Stationary distribution

If we choose \(x_1\) according to \(\pi^*\), then

\[ \begin{aligned} \Pr(x_2 = x') &= \sum_{x \in \mathcal{X}} \Pr(x_2 = x' \mid x_1 = x) \Pr(x_1 = x) =\sum_{x \in \mathcal{X}} T(x, x') \pi^*(x) = \pi^*(x') \\ \Pr(x_3 = x') &= \sum_{x \in \mathcal{X}} \Pr(x_3 = x' \mid x_2 = x) \Pr(x_2 = x) =\sum_{x \in \mathcal{X}} T(x, x') \pi^*(x) = \pi^*(x') \\ \vdots \\ \Pr(x_t = x') &= \sum_{x \in \mathcal{X}} \Pr(x_t = x' \mid x_{t - 1} = x) \Pr(x_{t - 1} = x) =\sum_{x \in \mathcal{X}} T(x, x') \pi^*(x) = \pi^*(x') \,, \end{aligned} \]
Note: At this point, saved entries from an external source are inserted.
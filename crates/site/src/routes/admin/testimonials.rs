//! Testimonial management screen.

use askama::Template;
use askama_web::WebTemplate;
use axum::{
    extract::{Multipart, Path, Query, State},
    response::{IntoResponse, Redirect},
};
use premium_food_core::{Rating, Record, Testimonial, TestimonialId};
use tower_sessions::Session;
use tracing::instrument;

use super::{
    AdminLayout, Verb, add_dialog_path, edit_dialog_path, format_date, read_form, respond,
};
use crate::actions::testimonials::{
    TestimonialForm, create_testimonial, delete_testimonial, update_testimonial,
};
use crate::actions::{self, ActionContext, Entity};
use crate::error::Result;
use crate::filters;
use crate::middleware::RequireAdmin;
use crate::screens::{Dialog, ListState, ScreenQuery};
use crate::state::AppState;

/// Testimonial row in the admin table.
#[derive(Debug, Clone)]
pub struct TestimonialRow {
    pub id: String,
    pub author_name: String,
    pub content: String,
    /// 0 when unrated.
    pub rating: u8,
    pub avatar_url: Option<String>,
    pub is_approved: bool,
    pub created: String,
}

impl From<&Testimonial> for TestimonialRow {
    fn from(testimonial: &Testimonial) -> Self {
        Self {
            id: testimonial.id.to_string(),
            author_name: testimonial.author_name.clone(),
            content: testimonial.content.clone(),
            rating: testimonial.rating.map_or(0, Rating::stars),
            avatar_url: testimonial.image_url().map(str::to_owned),
            is_approved: testimonial.is_approved,
            created: format_date(testimonial.created_at),
        }
    }
}

/// Add/edit dialog contents.
#[derive(Debug, Clone)]
pub struct TestimonialFormView {
    pub heading: &'static str,
    pub action: String,
    pub submit_label: &'static str,
    pub author_name: String,
    pub content: String,
    /// Empty when unrated.
    pub rating: String,
    pub avatar_url: String,
    pub is_approved: bool,
}

impl TestimonialFormView {
    fn blank() -> Self {
        Self {
            heading: "Add Testimonial",
            action: Testimonial::ADMIN_PATH.to_string(),
            submit_label: "Add Testimonial",
            author_name: String::new(),
            content: String::new(),
            rating: Rating::default().to_string(),
            avatar_url: String::new(),
            is_approved: false,
        }
    }

    fn for_row(row: &TestimonialRow) -> Self {
        Self {
            heading: "Edit Testimonial",
            action: format!("{}/{}", Testimonial::ADMIN_PATH, row.id),
            submit_label: "Save Changes",
            author_name: row.author_name.clone(),
            content: row.content.clone(),
            rating: if row.rating == 0 {
                String::new()
            } else {
                row.rating.to_string()
            },
            avatar_url: row.avatar_url.clone().unwrap_or_default(),
            is_approved: row.is_approved,
        }
    }
}

/// Testimonial management page template.
#[derive(Template, WebTemplate)]
#[template(path = "admin/testimonials.html")]
pub struct TestimonialsTemplate {
    pub layout: AdminLayout,
    pub list: ListState<TestimonialRow>,
    pub form: Option<TestimonialFormView>,
    pub confirm_delete: Option<TestimonialRow>,
}

/// Display the testimonial list with the dialog selected by the query string.
#[instrument(skip(admin, state, session))]
pub async fn index(
    State(state): State<AppState>,
    RequireAdmin(admin): RequireAdmin,
    session: Session,
    Query(query): Query<ScreenQuery>,
) -> impl IntoResponse {
    let ctx = ActionContext::new(&state, &admin);
    let rows = actions::list::<Testimonial>(&ctx)
        .await
        .map(|items| items.iter().map(TestimonialRow::from).collect::<Vec<_>>());
    let list = ListState::from_result(rows, "testimonials");

    let (form, confirm_delete) = match query.dialog(list.items(), |row| row.id.as_str()) {
        Dialog::Closed => (None, None),
        Dialog::Add => (Some(TestimonialFormView::blank()), None),
        Dialog::Edit(row) => (Some(TestimonialFormView::for_row(&row)), None),
        Dialog::ConfirmDelete(row) => (None, Some(row)),
    };

    TestimonialsTemplate {
        layout: AdminLayout::load(&state, &admin, &session, Testimonial::ADMIN_PATH).await,
        list,
        form,
        confirm_delete,
    }
}

/// Handle the add dialog.
#[instrument(skip(admin, state, session, multipart))]
pub async fn create(
    State(state): State<AppState>,
    RequireAdmin(admin): RequireAdmin,
    session: Session,
    multipart: Multipart,
) -> Result<Redirect> {
    let form = TestimonialForm::from_multipart(read_form(multipart).await?);
    let ctx = ActionContext::new(&state, &admin);
    let result = create_testimonial(&ctx, form).await;
    Ok(respond::<Testimonial, _>(
        &session,
        Verb::Add,
        result,
        Some(add_dialog_path::<Testimonial>()),
    )
    .await)
}

/// Handle the edit dialog.
#[instrument(skip(admin, state, session, multipart))]
pub async fn update(
    State(state): State<AppState>,
    RequireAdmin(admin): RequireAdmin,
    session: Session,
    Path(id): Path<TestimonialId>,
    multipart: Multipart,
) -> Result<Redirect> {
    let form = TestimonialForm::from_multipart(read_form(multipart).await?);
    let ctx = ActionContext::new(&state, &admin);
    let result = update_testimonial(&ctx, id, form).await;
    Ok(respond::<Testimonial, _>(
        &session,
        Verb::Update,
        result,
        Some(edit_dialog_path::<Testimonial>(id)),
    )
    .await)
}

/// Handle the delete confirmation.
#[instrument(skip(admin, state, session))]
pub async fn delete(
    State(state): State<AppState>,
    RequireAdmin(admin): RequireAdmin,
    session: Session,
    Path(id): Path<TestimonialId>,
) -> Redirect {
    let ctx = ActionContext::new(&state, &admin);
    let result = delete_testimonial(&ctx, id).await;
    respond::<Testimonial, _>(&session, Verb::Delete, result, None).await
}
\(\longrightarrow\) the marginal distribution of the Markov chain at time \(t\) is equal to \(\pi^{*}\) for \(t = 1,2,\ldots\)

Markov Chains

Theorem 1 Under some regularity conditions, regardless of the initial distribution,

\[ \lim\limits_{t \to \infty} \Pr(x_t = x) = \pi^{*}(x) \,, \] where \(\pi^{*}\) is the unique stationary distribution of the Markov chain.

Construct Markov chain such that \(\pi^*\) is posterior distribution of interest

  • Pick initial distribution \(\pi\), \(T(x,x')\)
  • Simulate a Markov chain
  • After long \(t\), \(\Pr(x_t = x) \approx \pi^*(x)\)
  • Use the realisations of the Markov chain as an approximation to \(\pi^*\)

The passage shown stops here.